Endive & gruyère flatbread
Adapted liberally from Deborah Madison’s Local Flavors
You will need
- Your favorite pizza dough, enough for one crust (the one here was leavened with yeast indigenous to DC! But with conventional yeast, I’m partial to Deb’s pizza dough recipe)
1-2 tablespoons butter
2-3 plump Belgian endives
1 teaspoon kosher salt
1 wedge of lemon (optional)
I cup grated gruyere cheese (this would also work with a similarly textured cheese, like fontina)
3/4 cup arugula (or other greens, like spinach)
Olive oil for drizzling
- Roll out pizza dough onto parchment paper or a well-floured pizza peel. Set aside.
Preheat oven to 400 degrees Fahrenheit.
Thoroughly wash the endives in cool water. slice off the stem stump, and then quarter them lengthwise. Slice each quarter into thinner ribbons, 1/2-inch to 1/4-inch wide.
Heat the butter in a skillet on medium heat. When the butter is foamy, add the endives, stirring to coat. Add the salt. Saute, 5-7 minutes, until the endives begin to soften but not brown. When cooked, endives can discolor a bit, so if you want, sprinkle a bit of lemon juice over the endives at this point to prevent discoloration.

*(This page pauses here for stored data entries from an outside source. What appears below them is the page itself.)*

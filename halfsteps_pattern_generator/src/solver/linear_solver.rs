use std::f64::consts::PI;

use nalgebra as na;
use walk_core::transforms::{heading, interpolate, planar_isometry};

use crate::{
    parameters::PatternGeneratorParameters,
    pg_error::PatternGeneratorError,
    solver::{HalfStepsSolver, StepFeatures},
    step_data::{LeadingFoot, StepData},
};

/// Kinematic half-steps solver.
///
/// Swings each foot along a straight line with a sinusoidal lift, moves the
/// zmp from foot to foot inside the zmp shift window and drags the center of
/// mass behind the zmp through a first-order lag of time constant
/// `sqrt(com_height / gravity)`. It does not guarantee dynamic balance.
///
/// Trajectories are expressed in the frame implied by the initial step: left
/// foot at `(o[0], o[1])`, right foot at `(o[3], o[4])`, both with heading
/// `o[5]`. `half_step_length` is read as the duration of a half-step in
/// seconds. Slide and horizontal distances are ignored.
#[derive(Debug, Clone, Copy, Default)]
pub struct LinearHalfStepsSolver;

impl HalfStepsSolver for LinearHalfStepsSolver {
    fn produce_seq_slided_half_step_features(
        &self,
        parameters: &PatternGeneratorParameters,
        com_height: f64,
        step_data: &[f64],
        leading_foot: LeadingFoot,
    ) -> Result<StepFeatures, PatternGeneratorError> {
        parameters.validate()?;
        if !(com_height.is_finite() && com_height > 0.0) {
            return Err(PatternGeneratorError::InvalidCenterOfMass(com_height));
        }
        let step_data = StepData::from_flat(step_data)?;

        let half_step_samples =
            ((parameters.half_step_length / parameters.sampling_period).round() as usize).max(1);
        let [left_x, left_y, ground, right_x, right_y, initial_heading] = step_data.initial_step;
        let mut feet = Feet {
            left: planar_isometry(left_x, left_y, ground, initial_heading),
            right: planar_isometry(right_x, right_y, ground, initial_heading),
        };

        let size = step_data
            .steps
            .len()
            .checked_mul(2)
            .and_then(|half_steps| half_steps.checked_add(2))
            .and_then(|half_steps| half_steps.checked_mul(half_step_samples))
            .ok_or_else(|| {
                PatternGeneratorError::InvalidParameters(format!(
                    "{} steps of {half_step_samples} samples per half-step overflow",
                    step_data.steps.len()
                ))
            })?;

        let time_constant = (com_height / parameters.gravity).sqrt();
        let mut recorder = FeatureRecorder::new(
            size,
            parameters.sampling_period / (time_constant + parameters.sampling_period),
            feet.midpoint(),
        );

        // move the zmp onto the first support foot
        let mut swing = leading_foot;
        let start = feet.midpoint();
        let support = planar_position(feet.get(swing.other()));
        for i in 1..=half_step_samples {
            let weight = i as f64 / half_step_samples as f64;
            recorder.record(&feet, start.lerp(&support, weight));
        }

        let before = parameters.time_before_zmp_shift;
        let after = parameters.time_after_zmp_shift;
        for step in &step_data.steps {
            let support = *feet.get(swing.other());
            let lift_off = *feet.get(swing);
            let touch_down = step.relative_isometry() * support;
            let support_xy = planar_position(&support);
            let touch_down_xy = planar_position(&touch_down);

            for i in 1..=2 * half_step_samples {
                // time in half-steps since the step started
                let s = i as f64 / half_step_samples as f64;
                let progress = (s / before).min(1.0);
                feet.set(swing, swing_pose(&lift_off, &touch_down, progress, step.step_height));

                let zmp = if s <= before {
                    support_xy
                } else if s < after {
                    support_xy.lerp(&touch_down_xy, (s - before) / (after - before))
                } else {
                    touch_down_xy
                };
                recorder.record(&feet, zmp);
            }
            // a zmp window ending past the step leaves the swing unfinished
            feet.set(swing, touch_down);
            swing = swing.other();
        }

        // back to double support
        let start = recorder.zmp;
        let end = feet.midpoint();
        for i in 1..=half_step_samples {
            let weight = i as f64 / half_step_samples as f64;
            recorder.record(&feet, start.lerp(&end, weight));
        }

        log::debug!(
            "linear solver produced {} samples for {} steps",
            recorder.features.size,
            step_data.steps.len()
        );
        Ok(recorder.features)
    }
}

fn planar_position(iso: &na::Isometry3<f64>) -> na::Vector2<f64> {
    iso.translation.vector.xy()
}

fn swing_pose(
    lift_off: &na::Isometry3<f64>,
    touch_down: &na::Isometry3<f64>,
    progress: f64,
    step_height: f64,
) -> na::Isometry3<f64> {
    if progress >= 1.0 {
        return *touch_down;
    }
    let eased = progress * progress * (3.0 - 2.0 * progress);
    let mut pose = interpolate(lift_off, touch_down, eased);
    pose.translation.vector.z = lift_off.translation.z
        + (touch_down.translation.z - lift_off.translation.z) * progress
        + step_height * (PI * progress).sin();
    pose
}

struct Feet {
    left: na::Isometry3<f64>,
    right: na::Isometry3<f64>,
}

impl Feet {
    fn get(&self, foot: LeadingFoot) -> &na::Isometry3<f64> {
        match foot {
            LeadingFoot::Left => &self.left,
            LeadingFoot::Right => &self.right,
        }
    }

    fn set(&mut self, foot: LeadingFoot, pose: na::Isometry3<f64>) {
        match foot {
            LeadingFoot::Left => self.left = pose,
            LeadingFoot::Right => self.right = pose,
        }
    }

    fn midpoint(&self) -> na::Vector2<f64> {
        (planar_position(&self.left) + planar_position(&self.right)) / 2.0
    }
}

struct FeatureRecorder {
    features: StepFeatures,
    com: na::Vector2<f64>,
    zmp: na::Vector2<f64>,
    com_gain: f64,
}

impl FeatureRecorder {
    fn new(capacity: usize, com_gain: f64, start: na::Vector2<f64>) -> Self {
        Self {
            features: StepFeatures::with_capacity(capacity),
            com: start,
            zmp: start,
            com_gain,
        }
    }

    fn record(&mut self, feet: &Feet, zmp: na::Vector2<f64>) {
        self.com += (zmp - self.com) * self.com_gain;
        self.zmp = zmp;
        self.features.push(
            foot_sample(&feet.left),
            foot_sample(&feet.right),
            [self.com.x, self.com.y],
            [zmp.x, zmp.y],
        );
    }
}

fn foot_sample(iso: &na::Isometry3<f64>) -> [f64; 4] {
    [
        iso.translation.x,
        iso.translation.y,
        iso.translation.z,
        heading(iso).to_degrees(),
    ]
}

Once the oven is preheated, transfer your pizza crust to a baking sheet, pizza pan, or baking stone, and pre-bake for 5 minutes, just enough for the dough to begin to set. Remove from the oven, and spread the sauteed endives on the crust. Sprinkle the gruyere cheese over the endives. Bake another 10-15 minutes, until cheese is bubbling, the pizza crust is golden, and the endives are a bit browned on the edges.
Scatter the arugula over the hot flatbread. Drizzle with a little good olive oil, and serve.